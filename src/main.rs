//! # pushshift_dump
//!
//! Downloads every submission of one subreddit from a Pushshift-compatible
//! search API and stores it as gzip-compressed newline-delimited JSON.
//!
//! ## Usage
//!
//! ```sh
//! pushshift_dump rust rust.ndjson.gz --after 1600000000 --before 1700000000
//! ```
//!
//! ## Architecture
//!
//! 1. **Configuration**: CLI flags, env and an optional YAML file resolve
//!    into one [`config::ScrapeConfig`]
//! 2. **Paging**: [`pagination::download_posts`] walks the time range one
//!    500-post page at a time, yielding posts lazily
//! 3. **Output**: [`outputs::ndjson::write_posts`] compresses each post into
//!    the dump file as it arrives
//!
//! Everything runs on a single thread with one request in flight.

use clap::Parser;
use std::error::Error;
use tracing::{error, info};
use tracing_subscriber::{EnvFilter, fmt as tfmt};

mod api;
mod cli;
mod config;
mod error;
mod models;
mod outputs;
mod pagination;
mod utils;

use api::PushshiftClient;
use cli::Cli;
use config::ScrapeConfig;
use outputs::ndjson;
use pagination::download_posts;

#[tokio::main(flavor = "current_thread")]
async fn main() -> Result<(), Box<dyn Error>> {
    // --- Tracing init ---
    let filter = EnvFilter::try_from_default_env().unwrap_or_else(|_| EnvFilter::new("info"));
    tfmt()
        .with_env_filter(filter)
        .with_target(true)
        .with_file(false)
        .with_line_number(false)
        .with_timer(tracing_subscriber::fmt::time::UtcTime::rfc_3339())
        .init();

    let start_time = std::time::Instant::now();
    info!(version = env!("CARGO_PKG_VERSION"), "pushshift_dump starting up");

    let config = ScrapeConfig::from_cli(Cli::parse()).inspect_err(|e| {
        error!(error = %e, "Invalid configuration");
    })?;
    let client = PushshiftClient::new()?;

    let posts = download_posts(&client, &config);
    let records = ndjson::write_posts(posts, &config.dumpfile)
        .await
        .inspect_err(|e| {
            error!(path = %config.dumpfile.display(), error = %e, "Download failed");
        })?;

    let elapsed = start_time.elapsed();
    info!(
        records,
        path = %config.dumpfile.display(),
        ?elapsed,
        secs = elapsed.as_secs(),
        "Execution complete"
    );

    Ok(())
}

What is required: Return every entry verbatim.

Response for this exercise:
filename src/main.rs
//! # pushshift_dump
//!
//! Downloads every submission of one subreddit from a Pushshift-compatible
//! search API and stores it as gzip-compressed newline-delimited JSON.
//!
//! ## Usage
//!
//! ```sh
//! pushshift_dump rust rust.ndjson.gz --after 1600000000 --before 1700000000
//! ```
//!
//! ## Architecture
//!
//! 1. **Configuration**: CLI flags, env and an optional YAML file resolve
//!    into one [`config::ScrapeConfig`]
//! 2. **Paging**: [`pagination::download_posts`] walks the time range one
//!    500-post page at a time, yielding posts lazily
//! 3. **Output**: [`outputs::ndjson::write_posts`] compresses each post into
//!    the dump file as it arrives
//!
//! Everything runs on a single thread with one request in flight.

use clap::Parser;
use std::error::Error;
use tracing::{error, info};
use tracing_subscriber::{EnvFilter, fmt as tfmt};

mod api;
mod cli;
mod config;
mod error;
mod models;
mod outputs;
mod pagination;
mod utils;

use api::PushshiftClient;
use cli::Cli;
use config::ScrapeConfig;
use outputs::ndjson;
use pagination::download_posts;

#[tokio::main(flavor = "current_thread")]
async fn main() -> Result<(), Box<dyn Error>> {
    // --- Tracing init ---
    let filter = EnvFilter::try_from_default_env().unwrap_or_else(|_| EnvFilter::new("info"));
    tfmt()
        .with_env_filter(filter)
        .with_target(true)
        .with_file(false)
        .with_line_number(false)
        .with_timer(tracing_subscriber::fmt::time::UtcTime::rfc_3339())
        .init();

    let start_time = std::time::Instant::now();
    info!(version = env!("CARGO_PKG_VERSION"), "pushshift_dump starting up");

    let config = ScrapeConfig::from_cli(Cli::parse()).inspect_err(|e| {
        error!(error = %e, "Invalid configuration");
    })?;
    let client = PushshiftClient::new()?;

    let posts = download_posts(&client, &config);
    let records = ndjson::write_posts(posts, &config.dumpfile)
        .await
        .inspect_err(|e| {
            error!(path = %config.dumpfile.display(), error = %e, "Download failed");
        })?;

    let elapsed = start_time.elapsed();
    info!(
        records,
        path = %config.dumpfile.display(),
        ?elapsed,
        secs = elapsed.as_secs(),
        "Execution complete"
    );

    Ok(())
}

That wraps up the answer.